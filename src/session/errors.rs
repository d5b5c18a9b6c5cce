use thiserror::Error;

use crate::solver::SolverError;
use crate::worker::WorkerError;

/// Why a dispatched search produced no result
#[derive(Error, Debug)]
pub enum SearchError {
    #[error(transparent)]
    Solver(#[from] SolverError),
    #[error(transparent)]
    Worker(#[from] WorkerError),
}
use std::fmt;

use crate::expression::ast::Expression;
use crate::expression::ops::{BinaryOp, UnaryOp};

/// Binding strength, higher binds tighter
fn precedence(expr: &Expression) -> u8 {
    match expr {
        Expression::Number(_) => 6,
        Expression::Unary(UnaryOp::Sqrt | UnaryOp::Factorial, _) => 5,
        Expression::Binary(BinaryOp::Pow, _, _) => 4,
        Expression::Unary(UnaryOp::Neg, _) => 3,
        Expression::Binary(BinaryOp::Mul | BinaryOp::Div, _, _) => 2,
        Expression::Binary(BinaryOp::Add | BinaryOp::Sub, _, _) => 1,
    }
}

fn is_negation(expr: &Expression) -> bool {
    matches!(expr, Expression::Unary(UnaryOp::Neg, _))
}

fn write_with_parens(f: &mut fmt::Formatter, expr: &Expression, need_parens: bool) -> fmt::Result {
    if need_parens {
        write!(f, "(")?;
        fmt_expression(f, expr)?;
        write!(f, ")")
    } else {
        fmt_expression(f, expr)
    }
}

fn fmt_expression(f: &mut fmt::Formatter, expr: &Expression) -> fmt::Result {
    match expr {
        Expression::Number(n) => write!(f, "{}", n),
        Expression::Unary(UnaryOp::Neg, e) => {
            write!(f, "-")?;
            write_with_parens(f, e, precedence(e) < 4)
        }
        Expression::Unary(UnaryOp::Sqrt, e) => {
            write!(f, "√")?;
            let need = !matches!(
                e.as_ref(),
                Expression::Number(_) | Expression::Unary(UnaryOp::Sqrt, _)
            );
            write_with_parens(f, e, need)
        }
        Expression::Unary(UnaryOp::Factorial, e) => {
            // `4!!` would read as a double factorial
            let need = !matches!(e.as_ref(), Expression::Number(_));
            write_with_parens(f, e, need)?;
            write!(f, "!")
        }
        Expression::Binary(op, l, r) => {
            let lp = precedence(l);
            let rp = precedence(r);
            let (need_l, need_r) = match op {
                BinaryOp::Add => (false, is_negation(r)),
                BinaryOp::Sub => (false, rp <= 1 || is_negation(r)),
                BinaryOp::Mul => (lp < 2, rp < 2 || is_negation(r)),
                BinaryOp::Div => (lp < 2, rp <= 2 || is_negation(r)),
                BinaryOp::Pow => (lp <= 4, rp < 4),
            };
            write_with_parens(f, l, need_l)?;
            write!(f, "{}", op.symbol())?;
            write_with_parens(f, r, need_r)
        }
    }
}

impl fmt::Display for Expression {
    fn fmt(&self, f: &mut fmt::Formatter) -> fmt::Result {
        fmt_expression(f, self)
    }
}
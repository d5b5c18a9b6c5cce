use log::{debug, error};

use crate::session::backend::SearchBackend;
use crate::session::errors::SearchError;
use crate::solver::SearchResult;
use crate::worker::PendingSearch;

/// Input, loading state and displayed results for one search box.
///
/// Failures are logged and shown as an empty list; they never reach the caller.
pub struct SearchSession<B> {
    backend: B,
    input: String,
    pending: Option<PendingSearch>,
    result: Option<SearchResult>,
}

impl<B: SearchBackend> SearchSession<B> {
    pub fn new(backend: B) -> Self {
        Self {
            backend,
            input: String::new(),
            pending: None,
            result: None,
        }
    }

    pub fn backend(&self) -> &B {
        &self.backend
    }

    pub fn input(&self) -> &str {
        &self.input
    }

    /// Replace the input. Clears the displayed results, drops any search
    /// still in flight and, unless the input is empty, starts a new one.
    pub fn set_input(&mut self, input: impl Into<String>) {
        self.input = input.into();
        self.result = None;
        if self.pending.take().is_some() {
            debug!("Superseding the running search");
        }

        if self.input.is_empty() {
            debug!("Input cleared, nothing to search");
            return;
        }

        self.pending = Some(self.backend.dispatch(&self.input));
        self.poll();
    }

    pub fn is_loading(&self) -> bool {
        self.pending.is_some()
    }

    /// Settle the running search if its reply has arrived. Returns whether
    /// the session is idle afterwards.
    pub fn poll(&mut self) -> bool {
        let reply = match self.pending.as_mut() {
            Some(pending) => pending.try_take(),
            None => return true,
        };

        match reply {
            Some(reply) => {
                self.pending = None;
                self.settle(reply);
                true
            }
            None => false,
        }
    }

    /// Block until the running search, if any, has settled.
    pub fn wait(&mut self) {
        if let Some(pending) = self.pending.take() {
            self.settle(pending.wait());
        }
    }

    pub fn result(&self) -> Option<&SearchResult> {
        self.result.as_ref()
    }

    /// The rendered result list, empty while loading or after a failure
    pub fn lines(&self) -> Vec<String> {
        self.result
            .as_ref()
            .map(SearchResult::lines)
            .unwrap_or_default()
    }

    fn settle(&mut self, reply: Result<SearchResult, SearchError>) {
        match reply {
            Ok(result) => {
                debug!("Showing {} results for '{}'", result.len(), self.input);
                self.result = Some(result);
            }
            Err(e) => {
                error!("Search for '{}' failed: {}", self.input, e);
                self.result = None;
            }
        }
    }
}
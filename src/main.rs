mod cli;

fn main() {
    if let Err(err) = cli::run() {
        eprintln!("Error: {:#}", err);
        #[allow(clippy::exit)]
        std::process::exit(1);
    }
}
use thiserror::Error;

use crate::utils::UtilsError;

#[derive(Error, Debug, Clone, PartialEq)]
pub enum SolverError {
    #[error("Invalid input: {0}")]
    InvalidInput(#[from] UtilsError),
    #[error("Digit string has {len} digits, at most {max} are supported")]
    TooManyDigits { len: usize, max: usize },
}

TASK ITEM — From the records above, copy each line in which the string "derive" occurs.

WRITTEN RESPONSE —
#[derive(Error, Debug)]
#[derive(Error, Debug, Clone, PartialEq)]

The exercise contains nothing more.